**What this task involves**
Below are some entries; state how many of their lines include the word "TodoStore" and give no more than that number.

**Data extracts**
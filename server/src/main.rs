use anyhow::{Context, Result};
use clap::Parser;
use tokio::net::TcpListener;
use todo_core::EnvSecretResolver;
use todo_server::config::ServerConfig;
use tracing::{error, info};
use tracing_subscriber::{fmt, EnvFilter};

#[tokio::main]
async fn main() {
    let filter = EnvFilter::try_from_default_env().unwrap_or_else(|_| {
        EnvFilter::new("info,todo_server=debug,todo_core=debug,tower_http=info")
    });
    fmt().with_env_filter(filter).with_target(true).init();

    let config = ServerConfig::parse();
    info!("todo-server v{}", env!("CARGO_PKG_VERSION"));

    if let Err(e) = run_server(config).await {
        error!("server failed: {:#}", e);
        std::process::exit(1);
    }
}

async fn run_server(config: ServerConfig) -> Result<()> {
    let store = todo_server::connect_store(&config, &EnvSecretResolver::new()).await?;
    info!(backend = store.backend(), "store ready");

    let addr = config.socket_addr();
    let listener = TcpListener::bind(addr)
        .await
        .with_context(|| format!("failed to bind {addr}"))?;
    info!("listening on {addr}");

    todo_server::run(listener, store).await.context("server error")?;
    info!("server stopped");
    Ok(())
}
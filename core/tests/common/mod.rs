//! Store properties shared by every backend's test suite.
//!
//! Backends may share state with other tests (a real database), so each check
//! tags its todos with a unique prefix and only counts those.

use std::collections::HashSet;

use todo_core::{NewTodo, TodoId, TodoStore};
use uuid::Uuid;

fn unique_prefix(label: &str) -> String {
    format!("{label}-{}", Uuid::new_v4())
}

pub async fn ids_are_pairwise_distinct(store: &dyn TodoStore) {
    let prefix = unique_prefix("distinct");
    let mut ids = HashSet::new();
    for i in 0..25 {
        let todo = store
            .create_todo(NewTodo::new(format!("{prefix} #{i}"), i % 2 == 0))
            .await
            .unwrap();
        assert!(ids.insert(todo.id), "duplicate id {}", todo.id);
    }
    assert_eq!(ids.len(), 25);
}

pub async fn create_then_get_returns_same_description(store: &dyn TodoStore) {
    let description = unique_prefix("buy milk");
    let created = store
        .create_todo(NewTodo::new(description.clone(), false))
        .await
        .unwrap();
    assert_eq!(created.description, description);

    let fetched = store
        .get_single_todo(&created.id.to_string())
        .await
        .unwrap()
        .expect("created todo should be found");
    assert_eq!(fetched, created);
}

pub async fn unknown_ids_are_absent(store: &dyn TodoStore) {
    for id in [
        "00000000-0000-0000-0000-000000000000",
        "2147483647",
        "not-an-id",
        "",
    ] {
        let found = store.get_single_todo(id).await.unwrap();
        assert!(found.is_none(), "id {id:?} should be absent");
    }
}

pub async fn list_contains_every_created_todo(store: &dyn TodoStore) {
    let prefix = unique_prefix("list");
    let mut created = Vec::new();
    for i in 0..5 {
        created.push(
            store
                .create_todo(NewTodo::new(format!("{prefix} #{i}"), false))
                .await
                .unwrap(),
        );
    }

    let listed: Vec<_> = store
        .get_all_todos()
        .await
        .unwrap()
        .into_iter()
        .filter(|todo| todo.description.starts_with(&prefix))
        .collect();
    assert_eq!(listed.len(), created.len());
    for todo in &created {
        assert!(listed.contains(todo), "missing {}", todo.id);
    }
}

pub async fn other_spellings_of_issued_ids_are_absent(store: &dyn TodoStore) {
    let todo = store
        .create_todo(NewTodo::new(unique_prefix("alias"), false))
        .await
        .unwrap();
    let issued = todo.id.to_string();
    assert!(store.get_single_todo(&issued).await.unwrap().is_some());

    let aliases = match todo.id {
        TodoId::Uuid(uuid) => vec![
            issued.to_uppercase(),
            uuid.simple().to_string(),
            uuid.urn().to_string(),
            uuid.braced().to_string(),
        ],
        TodoId::Serial(id) => vec![format!("+{id}"), format!("0{id}"), format!(" {id}")],
    };
    for alias in aliases.into_iter().filter(|alias| *alias != issued) {
        let found = store.get_single_todo(&alias).await.unwrap();
        assert!(found.is_none(), "{alias:?} was never issued");
    }
}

**Answer box**
6